I entered college as a naïve freshman with a low alcohol tolerance. I left with a few life lessons, the ability to down shots and, of course, a bachelor's degree. The only thing I neglected to find was a husband.
Feminists might hate the idea of a woman going to college in pursuit of a husband, but in reality, that is part of the college experience.
In college, you often hear stories about how a friend of another friend's sister met her husband freshman year, and then married him four years later. And just like in the movies, this random girl is the exception to the rule.
Unfortunately, the rest of us are simply the rule.
But where does that leave you now?
Since you're the rule, it will most likely leave you sitting on a couch, confiding in your best friend about an awkward hookup, or one hot waste of your time. My best friend and I have taken part in this game, although we hate to admit it.
Aside from the constant complaining about exes and current guys who send mixed signals, the conversation usually reverts to brainstorming where this husband of ours could be. For the women who found their husbands in college, I commend you -- envy you, even.
But for the vast majority of us who were unlucky in that category, remember: You didn't find your husband at school for a reason.
For the most part, I'm assuming no college has a massive number of Ryan Goslings, and you know too much about these college guys to even consider them life partners. The likelihood of going down the university "aisle to matrimony" is very slim.
With that option crossed off, there are only so many options to consider:
1. At The Club/Bar
It's surprising who you will run into when you're dropping it low and sipping with a couple of girlfriends. Mid-way through a binge of "Say Yes To The Dress," a bride-to-be explained how she met her fiancé at a night club.
After they shared a dance or two, they went out on a of couple of dates and the rest was history. If she can do it, so can you.
It's weird to think how you can get a clear reading on someone's character when there is so much alcohol contributing to your night. But who says one night has to be just for hooking up?
Connections can come from a single dance or look.
2. Mutual Friends
Ideally, we all would like to have a friend who is conveniently hiding some magical man, and finally introduces him at a housewarming party or gathering.
The friend brings you over to him, you shake hands and spend the rest of the night talking. Something clicks, and your romance story begins.
As farfetched as this may seem, it's similar to a good network on LinkedIn. You never know when your connection can link you to a job, or in this case, a husband.
3. On The Street/At Random
Just how random is random?
Having a stranger walk up to you and ask you out is creepy, and creating a relationship from a bump-in on the street is sketchy.
They are possibilities, nevertheless. Assuming that not everyone you meet is a complete lunatic or has weird fetishes, it is possible a certain someone is waiting for you to bump into him or come up and say hi.

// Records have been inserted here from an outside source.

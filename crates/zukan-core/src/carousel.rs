//! Carousel controller: rotates an index over a fixed display list.
//!
//! The controller owns the repeating timer directly, so rotation has an
//! explicit `start`/`stop` contract and can be tested without any view
//! harness. The view only reads `index()`/`current()` and calls
//! `toggle()` on click.

use std::sync::atomic::{AtomicUsize, Ordering};
use std::sync::Arc;
use std::time::Duration;

use tokio::task::JoinHandle;

use crate::{Error, Result};

/// Period between automatic index advances while rotating.
pub const SHUFFLE_PERIOD: Duration = Duration::from_millis(200);

/// Two-state rotation controller over a fixed, ordered item list.
///
/// States: `Rotating` (timer armed, index advances every period) and
/// `Paused` (no timer, index frozen). Construction yields `Paused` at
/// index 0; callers wanting the rotate-on-launch behavior call
/// [`Carousel::start`] immediately.
#[derive(Debug)]
pub struct Carousel<T: 'static> {
    items: &'static [T],
    index: Arc<AtomicUsize>,
    rotating: bool,
    period: Duration,
    timer: Option<JoinHandle<()>>,
}

impl<T> Carousel<T> {
    /// Create a paused carousel over `items`.
    ///
    /// Returns an error for an empty item list; the index invariant
    /// `0 <= index < items.len()` requires at least one item.
    pub fn new(items: &'static [T], period: Duration) -> Result<Self> {
        if items.is_empty() {
            return Err(Error::InvalidInput(
                "Carousel needs at least one item".to_string(),
            ));
        }
        Ok(Self {
            items,
            index: Arc::new(AtomicUsize::new(0)),
            rotating: false,
            period,
            timer: None,
        })
    }

    /// Begin rotating. No-op when already rotating (flag-guarded, so a
    /// repeated call can never arm a second timer).
    pub fn start(&mut self) {
        if self.rotating {
            return;
        }
        self.arm_timer();
        self.rotating = true;
    }

    /// Stop rotating, freezing the index where it currently is.
    pub fn stop(&mut self) {
        self.disarm_timer();
        self.rotating = false;
    }

    /// Invert the rotation state (click handler contract).
    pub fn toggle(&mut self) {
        if self.rotating {
            self.stop();
        } else {
            self.start();
        }
    }

    /// Advance the index by one position, wrapping at the end.
    pub fn advance(&self) {
        advance_index(&self.index, self.items.len());
    }

    /// Current index into the item list.
    #[must_use]
    pub fn index(&self) -> usize {
        self.index.load(Ordering::SeqCst)
    }

    /// The currently displayed item.
    #[must_use]
    pub fn current(&self) -> &'static T {
        &self.items[self.index()]
    }

    /// Whether the carousel is currently rotating.
    #[must_use]
    pub const fn is_rotating(&self) -> bool {
        self.rotating
    }

    fn arm_timer(&mut self) {
        // Always clear any previous handle before arming a new one, so
        // two timers can never fire concurrently.
        self.disarm_timer();

        let index = Arc::clone(&self.index);
        let len = self.items.len();
        let period = self.period;
        self.timer = Some(tokio::spawn(async move {
            let mut ticker = tokio::time::interval(period);
            // The first interval tick completes immediately; consume it
            // so the first advance happens one full period after start.
            ticker.tick().await;
            loop {
                ticker.tick().await;
                advance_index(&index, len);
            }
        }));
    }

    fn disarm_timer(&mut self) {
        if let Some(timer) = self.timer.take() {
            timer.abort();
        }
    }
}

impl<T> Drop for Carousel<T> {
    fn drop(&mut self) {
        self.disarm_timer();
    }
}

fn advance_index(index: &AtomicUsize, len: usize) {
    let next = (index.load(Ordering::SeqCst) + 1) % len;
    index.store(next, Ordering::SeqCst);
}

#[cfg(test)]
mod tests {
    use super::*;
    use crate::models::PRESETS;

    const ITEMS: &[u8] = &[10, 20, 30, 40];

    #[test]
    fn rejects_empty_item_list() {
        static EMPTY: &[u8] = &[];
        assert!(Carousel::new(EMPTY, SHUFFLE_PERIOD).is_err());
    }

    #[tokio::test]
    async fn advance_wraps_and_stays_in_range() {
        let carousel = Carousel::new(ITEMS, SHUFFLE_PERIOD).unwrap();
        for _ in 0..ITEMS.len() {
            assert!(carousel.index() < ITEMS.len());
            carousel.advance();
        }
        assert_eq!(carousel.index(), 0);
    }

    #[tokio::test(start_paused = true)]
    async fn rotation_advances_once_per_period() {
        let mut carousel = Carousel::new(ITEMS, SHUFFLE_PERIOD).unwrap();
        carousel.start();
        assert!(carousel.is_rotating());

        tokio::time::sleep(SHUFFLE_PERIOD * 3 + Duration::from_millis(10)).await;
        assert_eq!(carousel.index(), 3);
        carousel.stop();
    }

    #[tokio::test(start_paused = true)]
    async fn five_ticks_over_three_presets_land_on_ponita() {
        let mut carousel = Carousel::new(PRESETS, SHUFFLE_PERIOD).unwrap();
        carousel.start();

        tokio::time::sleep(SHUFFLE_PERIOD * 5 + Duration::from_millis(10)).await;
        assert_eq!(carousel.index(), 5 % PRESETS.len());
        assert_eq!(carousel.current().name, "Ponita");
        carousel.stop();
    }

    #[tokio::test(start_paused = true)]
    async fn toggle_freezes_and_resumes_from_frozen_index() {
        let mut carousel = Carousel::new(ITEMS, SHUFFLE_PERIOD).unwrap();
        carousel.start();

        tokio::time::sleep(SHUFFLE_PERIOD * 2 + Duration::from_millis(10)).await;
        carousel.toggle();
        assert!(!carousel.is_rotating());
        let frozen = carousel.index();
        assert_eq!(frozen, 2);

        // No ticks while paused.
        tokio::time::sleep(SHUFFLE_PERIOD * 5).await;
        assert_eq!(carousel.index(), frozen);

        // Resuming continues from the frozen index, not from 0.
        carousel.toggle();
        tokio::time::sleep(SHUFFLE_PERIOD + Duration::from_millis(10)).await;
        assert_eq!(carousel.index(), (frozen + 1) % ITEMS.len());
        carousel.stop();
    }

    #[tokio::test(start_paused = true)]
    async fn double_start_does_not_double_tick_rate() {
        let mut carousel = Carousel::new(ITEMS, SHUFFLE_PERIOD).unwrap();
        carousel.start();
        carousel.start();

        tokio::time::sleep(SHUFFLE_PERIOD * 3 + Duration::from_millis(10)).await;
        assert_eq!(carousel.index(), 3);
        carousel.stop();
    }
}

If you believe in fate, you were destined to meet your husband this way.
4. An Ex
I really hope this is a last resort. Some girls were always meant to be with their exes, and somehow got lost along the way before rekindling the flame. I hope those girls live truly happy lives.
Personally, when I think about my exes and the girls who have shared my exes or ones like them, it saddens me that this is even an option. Exes are exes for a reason.
But for the sake of working through all of the possibilities, things can turn around. A couple of years and a lot of growing up can change a person, and it's possible to gain a better understanding of who you are and what you want.
In that case, taking a step back can propel you forward and down the aisle.
5. In A Coffee Shop
If life were a romance novel, you would be sitting in a coffee shop, reading a book and eating a scone. At the table across from you, a young man would be sitting there, also reading.
But when you look up, you notice that the guy is looking at you. You smile and look back down, but when you glance up once more, your eyes meet again.
You smile, he smiles.
He walks over to you and asks to sit down. You talk for a while and leave the coffee shop with a first date set for the end of the week.
A more realistic version would be one spilling coffee on the other, but compared to meeting at a club, this might be a better option.
At least you can get a better reading of what this guy has to offer.